On the walk back from 
the therapist to the office
you rub your chest and say

It’ll be all right, my gurgush
There’s a clusterfuck waiting at work,
things that really aren’t personal

but slice you up anyway
You’ll be all right, my malai ka doona
It’ll all get done, my chhunmunita

You think of your mother
whose love birthed all these names
How often she hurt you

and it dawns on you, like a flash
of lightning on an airplane: 
love is a bagad billa

At the pantry, you feed yourself
a boxed lunch of baingan and channa
and remember how she once

stood at the door, hours 
after she locked you up in a room 
a plate of aloo parathas in her hand

and a look that said you were ok now,
the anger under your relief
You swallow the last morsel, feeling
it graze your heart.
Back at work, hungry again.

Credit

Copyright © 2023 by Mrigaa Sethi.
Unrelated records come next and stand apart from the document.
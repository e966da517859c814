use chrono::{DateTime, Utc};
use serde::{Deserialize, Serialize};
use thiserror::Error;

use crate::model::{
    Answer, PlayerName, Question, QuestionError, QuizAttempt, SessionPhase,
};

//
// ─── ERRORS ────────────────────────────────────────────────────────────────────
//

#[derive(Debug, Error, Clone, PartialEq, Eq)]
#[non_exhaustive]
pub enum SnapshotError {
    #[error("snapshot says finished without having started")]
    InconsistentFlags,

    #[error("snapshot was never started")]
    NotStarted,

    #[error("current question index {index} is past the {len} saved questions")]
    IndexOutOfRange { index: usize, len: usize },

    #[error("{answers} answers saved for current question index {index}")]
    AnswerCountMismatch { answers: usize, index: usize },

    #[error("saved question {index} is invalid: {source}")]
    InvalidQuestion {
        index: usize,
        #[source]
        source: QuestionError,
    },

    #[error("saved answer {index} disagrees with its correctness flag")]
    InconsistentAnswer { index: usize },
}

//
// ─── SNAPSHOT ──────────────────────────────────────────────────────────────────
//

/// Persisted unit of an in-progress session.
///
/// The serialized field names are the storage layout of the `quizAppData` slot.
#[derive(Debug, Clone, PartialEq, Eq, Serialize, Deserialize)]
#[serde(rename_all = "camelCase")]
pub struct QuizSnapshot {
    #[serde(rename = "user")]
    pub identity: PlayerName,
    pub questions: Vec<Question>,
    pub current_question_index: usize,
    pub answers: Vec<Answer>,
    #[serde(rename = "timeLeft")]
    pub time_remaining_secs: u32,
    #[serde(rename = "quizStarted")]
    pub phase_started: bool,
    #[serde(rename = "quizFinished")]
    pub phase_finished: bool,
    #[serde(rename = "savedAt")]
    pub saved_at: DateTime<Utc>,
}

impl QuizSnapshot {
    /// Capture the state of a running or finished attempt.
    #[must_use]
    pub fn capture(
        identity: &PlayerName,
        attempt: &QuizAttempt,
        phase: SessionPhase,
        saved_at: DateTime<Utc>,
    ) -> Self {
        let (phase_started, phase_finished) = phase.progress_flags();
        Self {
            identity: identity.clone(),
            questions: attempt.questions().to_vec(),
            current_question_index: attempt.current_index(),
            answers: attempt.answers().to_vec(),
            time_remaining_secs: attempt.time_remaining_secs(),
            phase_started,
            phase_finished,
            saved_at,
        }
    }

    /// A snapshot the startup prompt should offer to resume.
    #[must_use]
    pub fn is_resumable(&self) -> bool {
        self.phase_started && !self.phase_finished && !self.questions.is_empty()
    }

    /// Phase encoded by the wire flags.
    ///
    /// # Errors
    ///
    /// Returns `SnapshotError::InconsistentFlags` for `finished && !started`.
    pub fn phase(&self) -> Result<SessionPhase, SnapshotError> {
        match (self.phase_started, self.phase_finished) {
            (true, false) => Ok(SessionPhase::InProgress),
            (true, true) => Ok(SessionPhase::Finished),
            (false, false) => Ok(SessionPhase::RulesShown),
            (false, true) => Err(SnapshotError::InconsistentFlags),
        }
    }

    /// Check structural invariants of a rehydrated snapshot.
    ///
    /// # Errors
    ///
    /// Returns the first `SnapshotError` found.
    pub fn validate(&self) -> Result<(), SnapshotError> {
        let phase = self.phase()?;

        let len = self.questions.len();
        if self.current_question_index > len {
            return Err(SnapshotError::IndexOutOfRange {
                index: self.current_question_index,
                len,
            });
        }
        if phase == SessionPhase::InProgress && self.answers.len() != self.current_question_index
        {
            return Err(SnapshotError::AnswerCountMismatch {
                answers: self.answers.len(),
                index: self.current_question_index,
            });
        }
        if self.answers.len() > len {
            return Err(SnapshotError::AnswerCountMismatch {
                answers: self.answers.len(),
                index: self.current_question_index,
            });
        }

        for (index, question) in self.questions.iter().enumerate() {
            question
                .validate()
                .map_err(|source| SnapshotError::InvalidQuestion { index, source })?;
        }
        for (index, answer) in self.answers.iter().enumerate() {
            if !answer.is_consistent() {
                return Err(SnapshotError::InconsistentAnswer { index });
            }
        }
        Ok(())
    }

    /// Split a validated snapshot into identity, attempt and phase.
    ///
    /// # Errors
    ///
    /// Returns `SnapshotError::NotStarted` for a snapshot without a quiz, or
    /// any invariant violation reported by [`QuizSnapshot::validate`].
    pub fn into_parts(self) -> Result<(PlayerName, QuizAttempt, SessionPhase), SnapshotError> {
        self.validate()?;
        let phase = self.phase()?;
        if phase == SessionPhase::RulesShown || self.questions.is_empty() {
            return Err(SnapshotError::NotStarted);
        }
        let attempt = QuizAttempt::restore(
            self.questions,
            self.current_question_index,
            self.answers,
            self.time_remaining_secs,
        );
        Ok((self.identity, attempt, phase))
    }
}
Originally published in Poem-a-Day on August 7, 2023, by the Academy of American Poets. 

About this Poem

“I lived in Singapore during the pandemic, and for a time my temporary office happened to be across the street from my therapist’s. After one particularly impactful session, I came back to my office and reheated my lunch of homemade Indian leftovers. They used to cause me great shame when I was a little immigrant kid, but in adulthood bring me great joy. This poem resulted from the collision of my ‘work self’ with some other selves that had lingered after therapy.”